Every record below, from first to last: print it exactly as shown.

───── Provided material ─────

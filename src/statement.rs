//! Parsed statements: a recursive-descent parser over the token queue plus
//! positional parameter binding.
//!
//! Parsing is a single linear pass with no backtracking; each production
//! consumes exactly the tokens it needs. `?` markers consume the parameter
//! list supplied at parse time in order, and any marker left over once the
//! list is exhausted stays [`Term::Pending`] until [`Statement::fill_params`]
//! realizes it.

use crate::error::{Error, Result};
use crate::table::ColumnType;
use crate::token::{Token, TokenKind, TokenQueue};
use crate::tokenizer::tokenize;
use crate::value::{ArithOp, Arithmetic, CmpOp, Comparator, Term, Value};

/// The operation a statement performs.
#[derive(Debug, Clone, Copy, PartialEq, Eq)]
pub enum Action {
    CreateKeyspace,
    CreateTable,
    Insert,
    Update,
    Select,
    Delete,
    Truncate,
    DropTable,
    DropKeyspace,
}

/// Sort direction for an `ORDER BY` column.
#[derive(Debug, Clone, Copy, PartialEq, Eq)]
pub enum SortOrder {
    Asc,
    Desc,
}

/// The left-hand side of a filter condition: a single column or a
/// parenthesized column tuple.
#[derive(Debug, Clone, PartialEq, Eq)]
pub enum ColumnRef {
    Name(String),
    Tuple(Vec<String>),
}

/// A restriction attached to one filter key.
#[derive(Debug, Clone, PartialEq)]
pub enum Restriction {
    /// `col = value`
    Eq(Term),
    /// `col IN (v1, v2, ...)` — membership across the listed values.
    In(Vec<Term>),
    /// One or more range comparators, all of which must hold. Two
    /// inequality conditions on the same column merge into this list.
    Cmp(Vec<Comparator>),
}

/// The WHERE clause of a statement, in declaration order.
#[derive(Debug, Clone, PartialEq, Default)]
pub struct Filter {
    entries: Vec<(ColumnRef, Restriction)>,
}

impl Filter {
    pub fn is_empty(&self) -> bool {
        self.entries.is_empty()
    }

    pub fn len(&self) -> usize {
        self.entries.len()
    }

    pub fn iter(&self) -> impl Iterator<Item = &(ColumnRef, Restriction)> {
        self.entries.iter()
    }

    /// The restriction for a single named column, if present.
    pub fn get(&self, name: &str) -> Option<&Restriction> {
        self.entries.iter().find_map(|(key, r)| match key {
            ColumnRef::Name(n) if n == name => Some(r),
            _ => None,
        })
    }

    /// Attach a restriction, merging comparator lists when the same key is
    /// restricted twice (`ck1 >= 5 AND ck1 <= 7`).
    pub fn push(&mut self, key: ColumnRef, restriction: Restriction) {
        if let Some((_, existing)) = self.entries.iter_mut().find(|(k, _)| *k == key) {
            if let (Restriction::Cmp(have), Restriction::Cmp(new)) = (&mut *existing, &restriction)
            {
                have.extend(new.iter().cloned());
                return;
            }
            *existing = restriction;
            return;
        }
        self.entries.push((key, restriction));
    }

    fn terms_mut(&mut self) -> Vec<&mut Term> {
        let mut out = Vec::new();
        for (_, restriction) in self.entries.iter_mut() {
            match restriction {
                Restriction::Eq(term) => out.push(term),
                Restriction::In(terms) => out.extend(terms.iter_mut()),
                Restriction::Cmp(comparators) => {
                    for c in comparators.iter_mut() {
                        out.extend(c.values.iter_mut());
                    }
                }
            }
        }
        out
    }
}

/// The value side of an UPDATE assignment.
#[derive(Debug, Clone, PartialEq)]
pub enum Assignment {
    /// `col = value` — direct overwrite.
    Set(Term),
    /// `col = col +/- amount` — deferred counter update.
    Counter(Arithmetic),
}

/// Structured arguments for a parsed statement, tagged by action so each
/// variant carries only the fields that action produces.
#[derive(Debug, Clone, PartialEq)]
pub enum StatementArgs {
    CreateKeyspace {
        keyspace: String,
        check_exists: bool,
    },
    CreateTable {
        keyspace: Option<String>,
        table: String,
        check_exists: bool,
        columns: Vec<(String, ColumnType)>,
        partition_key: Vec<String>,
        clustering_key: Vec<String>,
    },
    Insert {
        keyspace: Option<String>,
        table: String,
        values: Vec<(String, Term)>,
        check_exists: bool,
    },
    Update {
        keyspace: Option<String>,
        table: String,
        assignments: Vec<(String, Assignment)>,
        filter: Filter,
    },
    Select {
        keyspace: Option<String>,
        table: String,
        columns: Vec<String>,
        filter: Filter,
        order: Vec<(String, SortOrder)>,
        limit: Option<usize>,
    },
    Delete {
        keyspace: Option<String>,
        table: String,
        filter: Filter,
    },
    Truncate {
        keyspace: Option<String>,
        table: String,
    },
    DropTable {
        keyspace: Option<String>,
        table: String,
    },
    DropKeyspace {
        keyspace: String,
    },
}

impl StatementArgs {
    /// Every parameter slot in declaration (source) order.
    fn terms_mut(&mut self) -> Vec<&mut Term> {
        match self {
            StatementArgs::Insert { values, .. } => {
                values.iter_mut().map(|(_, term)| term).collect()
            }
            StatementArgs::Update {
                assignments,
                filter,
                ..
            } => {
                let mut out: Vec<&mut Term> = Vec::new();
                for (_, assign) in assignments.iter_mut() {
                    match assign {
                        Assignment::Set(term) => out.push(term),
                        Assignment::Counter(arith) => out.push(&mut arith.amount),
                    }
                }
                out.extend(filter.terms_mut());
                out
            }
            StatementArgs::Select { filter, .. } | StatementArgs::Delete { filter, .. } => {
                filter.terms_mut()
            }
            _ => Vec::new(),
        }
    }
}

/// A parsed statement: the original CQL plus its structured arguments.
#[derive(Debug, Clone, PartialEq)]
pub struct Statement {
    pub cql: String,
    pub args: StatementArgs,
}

─────

Worked solution
filename src/statement.rs
//! Parsed statements: a recursive-descent parser over the token queue plus
//! positional parameter binding.
//!
//! Parsing is a single linear pass with no backtracking; each production
//! consumes exactly the tokens it needs. `?` markers consume the parameter
//! list supplied at parse time in order, and any marker left over once the
//! list is exhausted stays [`Term::Pending`] until [`Statement::fill_params`]
//! realizes it.

use crate::error::{Error, Result};
use crate::table::ColumnType;
use crate::token::{Token, TokenKind, TokenQueue};
use crate::tokenizer::tokenize;
use crate::value::{ArithOp, Arithmetic, CmpOp, Comparator, Term, Value};

/// The operation a statement performs.
#[derive(Debug, Clone, Copy, PartialEq, Eq)]
pub enum Action {
    CreateKeyspace,
    CreateTable,
    Insert,
    Update,
    Select,
    Delete,
    Truncate,
    DropTable,
    DropKeyspace,
}

/// Sort direction for an `ORDER BY` column.
#[derive(Debug, Clone, Copy, PartialEq, Eq)]
pub enum SortOrder {
    Asc,
    Desc,
}

/// The left-hand side of a filter condition: a single column or a
/// parenthesized column tuple.
#[derive(Debug, Clone, PartialEq, Eq)]
pub enum ColumnRef {
    Name(String),
    Tuple(Vec<String>),
}

/// A restriction attached to one filter key.
#[derive(Debug, Clone, PartialEq)]
pub enum Restriction {
    /// `col = value`
    Eq(Term),
    /// `col IN (v1, v2, ...)` — membership across the listed values.
    In(Vec<Term>),
    /// One or more range comparators, all of which must hold. Two
    /// inequality conditions on the same column merge into this list.
    Cmp(Vec<Comparator>),
}

/// The WHERE clause of a statement, in declaration order.
#[derive(Debug, Clone, PartialEq, Default)]
pub struct Filter {
    entries: Vec<(ColumnRef, Restriction)>,
}

impl Filter {
    pub fn is_empty(&self) -> bool {
        self.entries.is_empty()
    }

    pub fn len(&self) -> usize {
        self.entries.len()
    }

    pub fn iter(&self) -> impl Iterator<Item = &(ColumnRef, Restriction)> {
        self.entries.iter()
    }

    /// The restriction for a single named column, if present.
    pub fn get(&self, name: &str) -> Option<&Restriction> {
        self.entries.iter().find_map(|(key, r)| match key {
            ColumnRef::Name(n) if n == name => Some(r),
            _ => None,
        })
    }

    /// Attach a restriction, merging comparator lists when the same key is
    /// restricted twice (`ck1 >= 5 AND ck1 <= 7`).
    pub fn push(&mut self, key: ColumnRef, restriction: Restriction) {
        if let Some((_, existing)) = self.entries.iter_mut().find(|(k, _)| *k == key) {
            if let (Restriction::Cmp(have), Restriction::Cmp(new)) = (&mut *existing, &restriction)
            {
                have.extend(new.iter().cloned());
                return;
            }
            *existing = restriction;
            return;
        }
        self.entries.push((key, restriction));
    }

    fn terms_mut(&mut self) -> Vec<&mut Term> {
        let mut out = Vec::new();
        for (_, restriction) in self.entries.iter_mut() {
            match restriction {
                Restriction::Eq(term) => out.push(term),
                Restriction::In(terms) => out.extend(terms.iter_mut()),
                Restriction::Cmp(comparators) => {
                    for c in comparators.iter_mut() {
                        out.extend(c.values.iter_mut());
                    }
                }
            }
        }
        out
    }
}

/// The value side of an UPDATE assignment.
#[derive(Debug, Clone, PartialEq)]
pub enum Assignment {
    /// `col = value` — direct overwrite.
    Set(Term),
    /// `col = col +/- amount` — deferred counter update.
    Counter(Arithmetic),
}

/// Structured arguments for a parsed statement, tagged by action so each
/// variant carries only the fields that action produces.
#[derive(Debug, Clone, PartialEq)]
pub enum StatementArgs {
    CreateKeyspace {
        keyspace: String,
        check_exists: bool,
    },
    CreateTable {
        keyspace: Option<String>,
        table: String,
        check_exists: bool,
        columns: Vec<(String, ColumnType)>,
        partition_key: Vec<String>,
        clustering_key: Vec<String>,
    },
    Insert {
        keyspace: Option<String>,
        table: String,
        values: Vec<(String, Term)>,
        check_exists: bool,
    },
    Update {
        keyspace: Option<String>,
        table: String,
        assignments: Vec<(String, Assignment)>,
        filter: Filter,
    },
    Select {
        keyspace: Option<String>,
        table: String,
        columns: Vec<String>,
        filter: Filter,
        order: Vec<(String, SortOrder)>,
        limit: Option<usize>,
    },
    Delete {
        keyspace: Option<String>,
        table: String,
        filter: Filter,
    },
    Truncate {
        keyspace: Option<String>,
        table: String,
    },
    DropTable {
        keyspace: Option<String>,
        table: String,
    },
    DropKeyspace {
        keyspace: String,
    },
}

impl StatementArgs {
    /// Every parameter slot in declaration (source) order.
    fn terms_mut(&mut self) -> Vec<&mut Term> {
        match self {
            StatementArgs::Insert { values, .. } => {
                values.iter_mut().map(|(_, term)| term).collect()
            }
            StatementArgs::Update {
                assignments,
                filter,
                ..
            } => {
                let mut out: Vec<&mut Term> = Vec::new();
                for (_, assign) in assignments.iter_mut() {
                    match assign {
                        Assignment::Set(term) => out.push(term),
                        Assignment::Counter(arith) => out.push(&mut arith.amount),
                    }
                }
                out.extend(filter.terms_mut());
                out
            }
            StatementArgs::Select { filter, .. } | StatementArgs::Delete { filter, .. } => {
                filter.terms_mut()
            }
            _ => Vec::new(),
        }
    }
}

/// A parsed statement: the original CQL plus its structured arguments.
#[derive(Debug, Clone, PartialEq)]
pub struct Statement {
    pub cql: String,
    pub args: StatementArgs,
}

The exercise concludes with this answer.